Effinger continued as writer for the series that immediately followed, in issue #22 (March 1973): "Thongor! Warrior of Lost Lemuria!", adapting a sword-and-sorcery barbarian character created by author Lin Carter. Following writers Jenny Blake Isabella and Gardner Fox, Carter himself co-wrote (with Steve Gerber) the final two installments.

Thomas, Marvel's associate editor at the time, recalled in 2007 that Thongor had been the company's first choice when Marvel decided to publish a licensed fantasy character, rather than the eventual hit Conan the Barbarian. Publisher Martin Goodman "authorized us to go after a character. I first went after Lin Carter's Thongor, who was a quasi-Conan with elements of John Carter of Mars, partly became editor-in-chief Stan Lee liked that name the most ... I soon got stalled by Lin Carter's agent on Thongor (he was hoping I'd offer more than the $150 per issue I was authorized to offer), and I got a sudden impulse to go after Conan".

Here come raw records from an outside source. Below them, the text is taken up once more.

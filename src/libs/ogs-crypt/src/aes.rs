//! AES Operations
//!
//! Wrapper around the `aes` crate exposing the single-block AES-128
//! encryption that Milenage is built on.

use aes::cipher::{generic_array::GenericArray, BlockEncrypt, KeyInit};
use aes::Aes128;

/// AES block size in bytes
pub const AES_BLOCK_SIZE: usize = 16;

/// AES-128 key size in bytes
pub const AES_128_KEY_SIZE: usize = 16;

/// AES-128 encryption context
///
/// The expanded key schedule is wiped when the context is dropped.
#[derive(Clone)]
pub struct AesEncContext {
    cipher: Aes128,
}

impl AesEncContext {
    /// Set up AES-128 encryption context with the given key
    pub fn new(key: &[u8; AES_128_KEY_SIZE]) -> Self {
        Self {
            cipher: Aes128::new(GenericArray::from_slice(key)),
        }
    }

    /// Encrypt a single 16-byte block
    pub fn encrypt_block(&self, plaintext: &[u8; AES_BLOCK_SIZE]) -> [u8; AES_BLOCK_SIZE] {
        let mut block = GenericArray::clone_from_slice(plaintext);
        self.cipher.encrypt_block(&mut block);
        let mut ciphertext = [0u8; AES_BLOCK_SIZE];
        ciphertext.copy_from_slice(&block);
        ciphertext
    }
}

impl std::fmt::Debug for AesEncContext {
    fn fmt(&self, f: &mut std::fmt::Formatter<'_>) -> std::fmt::Result {
        f.write_str("AesEncContext { .. }")
    }
}

/// One-shot AES-128 block encryption
pub fn aes_128_encrypt_block(
    key: &[u8; AES_128_KEY_SIZE],
    plaintext: &[u8; AES_BLOCK_SIZE],
) -> [u8; AES_BLOCK_SIZE] {
    AesEncContext::new(key).encrypt_block(plaintext)
}
//! NextGCore SBI (Service Based Interface) Library
//!
//! This crate provides the HTTP/2 SBI server side used by 5G core network
//! functions: request/response messages, RFC 7807 problem details and a
//! hyper-based server that hands each request to an application handler.
//!
//! # Modules
//!
//! - [`constants`] - HTTP status codes, methods, headers, resource names
//! - [`message`] - SBI message structures (request, response, headers)
//! - [`server`] - HTTP/2 server implementation
//! - [`error`] - Error types

pub mod constants;
pub mod error;
pub mod message;
pub mod server;

// Re-export commonly used types
pub use error::{SbiError, SbiResult};
pub use message::{
    InvalidParam, ProblemDetails, SbiHeader, SbiHttpMessage, SbiRequest, SbiResponse,
};
pub use server::{
    send_bad_request, send_error, send_forbidden, send_internal_error, send_method_not_allowed,
    send_not_found, send_not_implemented, SbiRequestHandler, SbiServer, SbiServerConfig,
    OGS_SBI_MAX_BODY_SIZE,
};
//! Conversion utilities
//!
//! Hex and big-endian integer helpers for fixed-length protocol fields.

use thiserror::Error;

/// Hex conversion errors
#[derive(Error, Debug, Clone, PartialEq, Eq)]
pub enum ConvError {
    #[error("odd number of hex digits ({0})")]
    OddLength(usize),
    #[error("invalid hex digit at offset {0}")]
    InvalidDigit(usize),
    #[error("expected {expected} bytes, got {actual}")]
    LengthMismatch { expected: usize, actual: usize },
}

/// Convert hex string to bytes
///
/// Both upper and lower case digits are accepted. Surrounding whitespace is ignored.
pub fn ogs_hex_from_string(hex: &str) -> Result<Vec<u8>, ConvError> {
    let hex = hex.trim();
    if hex.len() % 2 != 0 {
        return Err(ConvError::OddLength(hex.len()));
    }

    let mut bytes = Vec::with_capacity(hex.len() / 2);
    for i in (0..hex.len()).step_by(2) {
        let byte = hex
            .get(i..i + 2)
            .filter(|s| s.bytes().all(|c| c.is_ascii_hexdigit()))
            .and_then(|s| u8::from_str_radix(s, 16).ok())
            .ok_or(ConvError::InvalidDigit(i))?;
        bytes.push(byte);
    }
    Ok(bytes)
}

/// Parse a hex string into a fixed-size array, rejecting any other length
pub fn ogs_hex_to_array<const N: usize>(hex: &str) -> Result<[u8; N], ConvError> {
    let bytes = ogs_hex_from_string(hex)?;
    <[u8; N]>::try_from(bytes.as_slice()).map_err(|_| ConvError::LengthMismatch {
        expected: N,
        actual: bytes.len(),
    })
}

/// Convert bytes to hex string
pub fn ogs_hex_to_string(bytes: &[u8]) -> String {
    bytes.iter().map(|b| format!("{:02x}", b)).collect()
}

/// Convert bytes to uppercase hex string
pub fn ogs_hex_to_string_upper(bytes: &[u8]) -> String {
    bytes.iter().map(|b| format!("{:02X}", b)).collect()
}

/// Read a big-endian unsigned integer of up to 8 bytes (ogs_buffer_to_uint64)
pub fn ogs_buffer_to_uint64(buf: &[u8]) -> u64 {
    debug_assert!(buf.len() <= 8);
    buf.iter().fold(0u64, |acc, &b| (acc << 8) | b as u64)
}

/// Write `value` big-endian into `buf`, keeping only the low `buf.len()` bytes
/// (ogs_uint64_to_buffer)
pub fn ogs_uint64_to_buffer(value: u64, buf: &mut [u8]) {
    let len = buf.len();
    for (i, byte) in buf.iter_mut().enumerate() {
        let shift = (len - 1 - i) * 8;
        *byte = if shift < 64 { (value >> shift) as u8 } else { 0 };
    }
}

The title's last series, "Man-Wolf", starred John Jameson, a werewolf and the son of Spider-Man supporting character J. Jonah Jameson. It ran from issue #30–37 (July 1974 -Sept. 1975). Its writers were Doug Moench, Isabella, and David Anthony Kraft, with art by pencilers George Tuska and George Pérez. The series depicted Jameson as a god to an alien race. The series was finally finished years later in Marvel Premiere #45–46 (Dec. 1978 and Feb. 1979).

==Reprints==
Tower of Shadows stories reprinted in other Marvel comic books or black-and-white horror-comics magazines:
- "At the Stroke of Midnight" (#1, Sept. 1969)
Writer-artist Jim Steranko
Marvel Visionaries: Steranko (Marvel, 2002, ISBN 0-7851-0944-7)
- "One Hungers" (#2, Nov. 1969)
Writer-penciler Neal Adams, inker Dan Adkins
Monsters Unleashed #8 (Oct. 1974)
- "The Moving Finger Writhes" (#3, Jan. 1970)
Writer Len Wein, penciler Gene Colan, inker Mike Esposito (under pen name Joe Gaudioso)
Giant-Size Chillers #3 (Aug. 1975)
- "The Terrible Old Man" (#3, Jan. 1970)
Writer Roy Thomas, penciler Barry Smith, inkers Dan Adkins, John Verpoorten
Masters of Terror #1 (July 1975)
- "Contact!" (#6, July 1970)
Writer-artist Tom Sutton
Supernatural Thrillers #11 (Feb. 1975)
- "Sanctuary!" (#8, Nov. 1970)
Writer-artist Wally Wood
Conan the Barbarian #47 (Feb. 1975)
- "Pickman's Model" (#9, Jan. 1971)
Writer Roy Thomas, penciler-inker Tom Palmer
Masters of Terror #2 (Sept. 1975)

===Collected editions===
- Man-Wolf: The Complete Collection includes Creatures on the Loose #30–37, 408 pages, October 2019,
- Lost Marvels Vol. 1: Tower of Shadows includes Tower of Shadows #1-9, 176 pages, Fantagraphics, April 2025.